◆ The records:
------
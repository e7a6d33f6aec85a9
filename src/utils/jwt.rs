use crate::error::{AppError, AppResult};
use chrono::{Duration, Utc};
use jsonwebtoken::{Algorithm, DecodingKey, EncodingKey, Header, Validation, decode, encode};
use serde::{Deserialize, Serialize};

#[derive(Debug, Serialize, Deserialize)]
pub struct Claims {
    pub sub: String, // user_id
    pub email: String,
    pub exp: i64,
    pub iat: i64,
    pub token_type: String, // "access" or "refresh"
}

#[derive(Clone)]
pub struct JwtService {
    encoding_key: EncodingKey,
    decoding_key: DecodingKey,
    access_token_expires_in: i64,
    refresh_token_expires_in: i64,
}

impl JwtService {
    pub fn new(secret: &str, access_expires_in: i64, refresh_expires_in: i64) -> Self {
        Self {
            encoding_key: EncodingKey::from_secret(secret.as_bytes()),
            decoding_key: DecodingKey::from_secret(secret.as_bytes()),
            access_token_expires_in: access_expires_in,
            refresh_token_expires_in: refresh_expires_in,
        }
    }

    fn generate_token(&self, user_id: i64, email: &str, token_type: &str) -> AppResult<String> {
        let now = Utc::now();
        let expires_in = if token_type == "refresh" {
            self.refresh_token_expires_in
        } else {
            self.access_token_expires_in
        };
        let exp = now + Duration::seconds(expires_in);

        let claims = Claims {
            sub: user_id.to_string(),
            email: email.to_string(),
            exp: exp.timestamp(),
            iat: now.timestamp(),
            token_type: token_type.to_string(),
        };

        encode(&Header::default(), &claims, &self.encoding_key).map_err(AppError::JwtError)
    }

    pub fn generate_access_token(&self, user_id: i64, email: &str) -> AppResult<String> {
        self.generate_token(user_id, email, "access")
    }

    pub fn generate_refresh_token(&self, user_id: i64, email: &str) -> AppResult<String> {
        self.generate_token(user_id, email, "refresh")
    }

    pub fn verify_token(&self, token: &str) -> AppResult<Claims> {
        let validation = Validation::new(Algorithm::HS256);
        decode::<Claims>(token, &self.decoding_key, &validation)
            .map(|data| data.claims)
            .map_err(AppError::JwtError)
    }

    pub fn verify_access_token(&self, token: &str) -> AppResult<Claims> {
        let claims = self.verify_token(token)?;

        if claims.token_type != "access" {
            return Err(AppError::AuthError("Invalid access token type".to_string()));
        }

        Ok(claims)
    }

    pub fn verify_refresh_token(&self, token: &str) -> AppResult<Claims> {
        let claims = self.verify_token(token)?;

        if claims.token_type != "refresh" {
            return Err(AppError::AuthError(
                "Invalid refresh token type".to_string(),
            ));
        }

        Ok(claims)
    }

    pub fn get_access_token_expires_in(&self) -> i64 {
        self.access_token_expires_in
    }
}

#[cfg(test)]
mod tests {
    use super::*;

    fn service() -> JwtService {
        JwtService::new("test-secret", 3600, 86400)
    }

    #[test]
    fn test_access_token_round_trip() {
        let svc = service();
        let token = svc.generate_access_token(42, "reader@example.com").unwrap();
        let claims = svc.verify_access_token(&token).unwrap();
        assert_eq!(claims.sub, "42");
        assert_eq!(claims.email, "reader@example.com");
        assert_eq!(claims.token_type, "access");
    }

    #[test]
    fn test_refresh_token_rejected_as_access() {
        let svc = service();
        let token = svc.generate_refresh_token(7, "a@b.c").unwrap();
        assert!(svc.verify_access_token(&token).is_err());
        assert!(svc.verify_refresh_token(&token).is_ok());
    }

    #[test]
    fn test_garbage_token_rejected() {
        let svc = service();
        assert!(svc.verify_token("not-a-jwt").is_err());
    }
}
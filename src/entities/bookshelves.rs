use chrono::{DateTime, Utc};
use sea_orm::entity::prelude::*;

#[derive(Clone, Debug, PartialEq, DeriveEntityModel, Eq)]
#[sea_orm(table_name = "bookshelves")]
pub struct Model {
    #[sea_orm(primary_key)]
    pub id: i64,
    pub user_id: i64,
    pub novel_id: i64,
    pub created_at: Option<DateTime<Utc>>,
}

#[derive(Copy, Clone, Debug, EnumIter, DeriveRelation)]
pub enum Relation {}

impl ActiveModelBehavior for ActiveModel {}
------
◆ Work required:
Show all lines of the material in which the word "JwtService" can be found.

◆ Finished task:
pub struct JwtService {
impl JwtService {
    fn service() -> JwtService {
        JwtService::new("test-secret", 3600, 86400)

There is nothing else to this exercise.